“Ow!” I hear a whine drift up from the floor, and my eyes glance from my light blue button-up and down toward the sound to see a
 
 rather beautiful woman sitting there on the tile floor. She’s about my age, no, younger, I think. . . equally covered in pie, and the rest of
 
 it is crumbled all around her in clumps. Immediately, I feel terrible. Her tight-fitting, red and white dress no doubt completely ruined
 
 by the mess I’d caused.
 
 She must be new, I think to myself as I realize I’ve never seen her face before. No one dresses like that around here. Even her hair
 
 reminds of the old pin-up mags my grandpa used to have in the garage, pin curls and all. Almost too Hollywood to ever be from Texas.
 
 She’s. . . gorgeous.
 
 “Ms., I am so sorry,” I say as I put out my hand to try to help her up. “I can give you the money for a new dress or some dry cleaning or
 
 something.” But her piercing brown eyes leer at me from beneath her doe-like lashes with an icy stare as she smacks my hand away from her, her eyes glazed over with tears.
 
 “What is wrong with you?” she exclaims, pushing herself up to her feet and pulling off her leather gloves, doing her best to brush what
 
 she could off the front of her—anything that wasn’t stuck to the fabric of her dress.
 
 The southern twang in her voice revealed that she was, at the very least, from the south. But her attitude was certainly not the good
 
 old calm, cool, and collected tone I’d come to know in my fifty-four years. In fact, it caught me off guard.
 
 “Don’t you know how to look where you’re going?” she asks, her voice seeming to become more and more angry by the second.
 
 “I said I was sorry,” I reply, and she shakes her head.
 
 “That’s what you men always think solves it, huh? Sorry, as if that ever means a dang thing,” she spits and I’m taken aback by one, her
 
 sudden affront to all men just from an accident and two, her entire demeanor in general.
 
 Maybe she’s having a bad day, I think to myself as I try to figure out a way to diffuse the situation. “Listen, Ms., I don’t want any trouble
 
 here, I promise.
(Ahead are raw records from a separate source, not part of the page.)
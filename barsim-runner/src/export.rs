//! Run directory export and import.
//!
//! A saved run is a directory `<base>/<name>/` holding:
//! - `positions.csv`: signed position per symbol at every snapshot
//! - `holdings.csv`: market value per symbol, cash, commission, total
//! - `closed_trades.csv`: the realized trade log
//! - `equity_curve.csv`: total, returns and compounded equity
//! - `params.json`: whatever parameters the caller wants kept with the run
//! - `metrics.json`: the computed performance metrics

use crate::data_loader::format_timestamp;
use crate::metrics::PerformanceMetrics;
use barsim_core::domain::{ClosedTrade, EquityPoint};
use barsim_core::RunResult;
use serde::de::DeserializeOwned;
use serde::Serialize;
use std::fs::File;
use std::io::{BufWriter, Write};
use std::path::{Path, PathBuf};
use thiserror::Error;
use tracing::info;

pub const POSITIONS_FILE: &str = "positions.csv";
pub const HOLDINGS_FILE: &str = "holdings.csv";
pub const TRADES_FILE: &str = "closed_trades.csv";
pub const EQUITY_FILE: &str = "equity_curve.csv";
pub const PARAMS_FILE: &str = "params.json";
pub const METRICS_FILE: &str = "metrics.json";

#[derive(Debug, Error)]
pub enum ExportError {
    #[error("no saved run at {0}")]
    MissingRun(PathBuf),

    #[error("I/O error on {path}: {source}")]
    Io {
        path: PathBuf,
        #[source]
        source: std::io::Error,
    },

    #[error("CSV error in {path}: {source}")]
    Csv {
        path: PathBuf,
        #[source]
        source: csv::Error,
    },

    #[error("JSON error in {path}: {source}")]
    Json {
        path: PathBuf,
        #[source]
        source: serde_json::Error,
    },
}

/// What `load_run` reads back from a run directory.
#[derive(Debug, Clone)]
pub struct SavedRun<P> {
    pub closed_trades: Vec<ClosedTrade>,
    pub equity_curve: Vec<EquityPoint>,
    pub params: P,
    pub metrics: PerformanceMetrics,
}

// ── Save ─────────────────────────────────────────────────────────────

/// Write every artifact of `result` under `<base>/<name>/` and return that path.
pub fn save_run<P: Serialize>(
    base: &Path,
    name: &str,
    result: &RunResult,
    params: &P,
    metrics: &PerformanceMetrics,
) -> Result<PathBuf, ExportError> {
    let dir = base.join(name);
    std::fs::create_dir_all(&dir).map_err(|source| ExportError::Io {
        path: dir.clone(),
        source,
    })?;

    write_positions(&dir.join(POSITIONS_FILE), result)?;
    write_holdings(&dir.join(HOLDINGS_FILE), result)?;
    write_records(&dir.join(TRADES_FILE), result.closed_trades())?;
    write_records(&dir.join(EQUITY_FILE), &result.equity_curve())?;
    write_json(&dir.join(PARAMS_FILE), params)?;
    write_json(&dir.join(METRICS_FILE), metrics)?;

    info!(dir = %dir.display(), "run saved");
    Ok(dir)
}

/// Wide table: one column per symbol.
fn write_positions(path: &Path, result: &RunResult) -> Result<(), ExportError> {
    let symbols = result.portfolio.positions().keys().cloned().collect::<Vec<_>>();
    let mut wtr = csv_writer(path)?;

    let mut header = vec!["datetime".to_string()];
    header.extend(symbols.iter().cloned());
    wtr.write_record(&header).map_err(csv_err(path))?;

    for row in result.position_history() {
        let mut record = vec![format_timestamp(row.timestamp)];
        record.extend(
            symbols
                .iter()
                .map(|s| row.positions.get(s).copied().unwrap_or(0).to_string()),
        );
        wtr.write_record(&record).map_err(csv_err(path))?;
    }
    flush(wtr, path)
}

fn write_holdings(path: &Path, result: &RunResult) -> Result<(), ExportError> {
    let symbols = result.portfolio.positions().keys().cloned().collect::<Vec<_>>();
    let mut wtr = csv_writer(path)?;

    let mut header = vec!["datetime".to_string()];
    header.extend(symbols.iter().cloned());
    header.extend(["cash", "commission", "total"].map(String::from));
    wtr.write_record(&header).map_err(csv_err(path))?;

    for row in result.holdings_history() {
        let mut record = vec![format_timestamp(row.timestamp)];
        record.extend(symbols.iter().map(|s| {
            format!("{:.6}", row.market_values.get(s).copied().unwrap_or(0.0))
        }));
        record.push(format!("{:.6}", row.cash));
        record.push(format!("{:.6}", row.commission));
        record.push(format!("{:.6}", row.total));
        wtr.write_record(&record).map_err(csv_err(path))?;
    }
    flush(wtr, path)
}

fn write_records<T: Serialize>(path: &Path, records: &[T]) -> Result<(), ExportError> {
    let mut wtr = csv_writer(path)?;
    for record in records {
        wtr.serialize(record).map_err(csv_err(path))?;
    }
    flush(wtr, path)
}

fn write_json<T: Serialize + ?Sized>(path: &Path, value: &T) -> Result<(), ExportError> {
    let file = File::create(path).map_err(|source| ExportError::Io {
        path: path.to_path_buf(),
        source,
    })?;
    let mut writer = BufWriter::new(file);
    serde_json::to_writer_pretty(&mut writer, value).map_err(|source| ExportError::Json {
        path: path.to_path_buf(),
        source,
    })?;
    writer.flush().map_err(|source| ExportError::Io {
        path: path.to_path_buf(),
        source,
    })
}

fn csv_writer(path: &Path) -> Result<csv::Writer<File>, ExportError> {
    csv::Writer::from_path(path).map_err(csv_err(path))
}

fn flush(mut wtr: csv::Writer<File>, path: &Path) -> Result<(), ExportError> {
    wtr.flush().map_err(|source| ExportError::Io {
        path: path.to_path_buf(),
        source,
    })
}

fn csv_err(path: &Path) -> impl Fn(csv::Error) -> ExportError + '_ {
    move |source| ExportError::Csv {
        path: path.to_path_buf(),
        source,
    }
}

// ── Load ─────────────────────────────────────────────────────────────

/// Read back a directory written by `save_run`.
pub fn load_run<P: DeserializeOwned>(base: &Path, name: &str) -> Result<SavedRun<P>, ExportError> {
    let dir = base.join(name);
    if !dir.is_dir() {
        return Err(ExportError::MissingRun(dir));
    }

    Ok(SavedRun {
        closed_trades: read_records(&dir.join(TRADES_FILE))?,
        equity_curve: read_records(&dir.join(EQUITY_FILE))?,
        params: read_json(&dir.join(PARAMS_FILE))?,
        metrics: read_json(&dir.join(METRICS_FILE))?,
    })
}

fn read_records<T: DeserializeOwned>(path: &Path) -> Result<Vec<T>, ExportError> {
    let mut rdr = csv::Reader::from_path(path).map_err(csv_err(path))?;
    rdr.deserialize()
        .collect::<Result<Vec<T>, _>>()
        .map_err(csv_err(path))
}

fn read_json<T: DeserializeOwned>(path: &Path) -> Result<T, ExportError> {
    let file = File::open(path).map_err(|source| ExportError::Io {
        path: path.to_path_buf(),
        source,
    })?;
    serde_json::from_reader(std::io::BufReader::new(file)).map_err(|source| ExportError::Json {
        path: path.to_path_buf(),
        source,
    })
}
I’m just trying to do the right thing.”
 
 She begins to sob, shaking her head. “The only right thing you could have done was watch what you were doing, you. . . you. . . lunkhead!”
 
 “Lunkhead?” I repeat, flabbergasted at her escalation. “Lady, it was an accident, it’s not the end of the world.”
 
 “Oh, can it!” she says. “If you hadn’t been eyes deep into your phone, looking at God knows what, this wouldn’t have happened.”
 
 “I was looking at my son’s list of things he needed,” I reply, my voice raising as I can feel the prickles of anger begin to burn in my
 
 arms. “As if you never made a mistake in your life.”
 
 Suddenly, her face goes from angry to upset, and she begins to sob, like she’s a living mood swing. “Screw you!” she manages to
 
 choke out, and before I can get another word in edgewise, she’s already stomping toward the front door, her pumps clicking loudly
 
 with every step.
 
 “Jeezum crow,” I hear a voice say behind me, “that was intense.”
 
 “What a nut job,” I say as a teenage boy from the checkout comes over and hands me some paper towels to wipe off my shirt.
 
 “Thanks.”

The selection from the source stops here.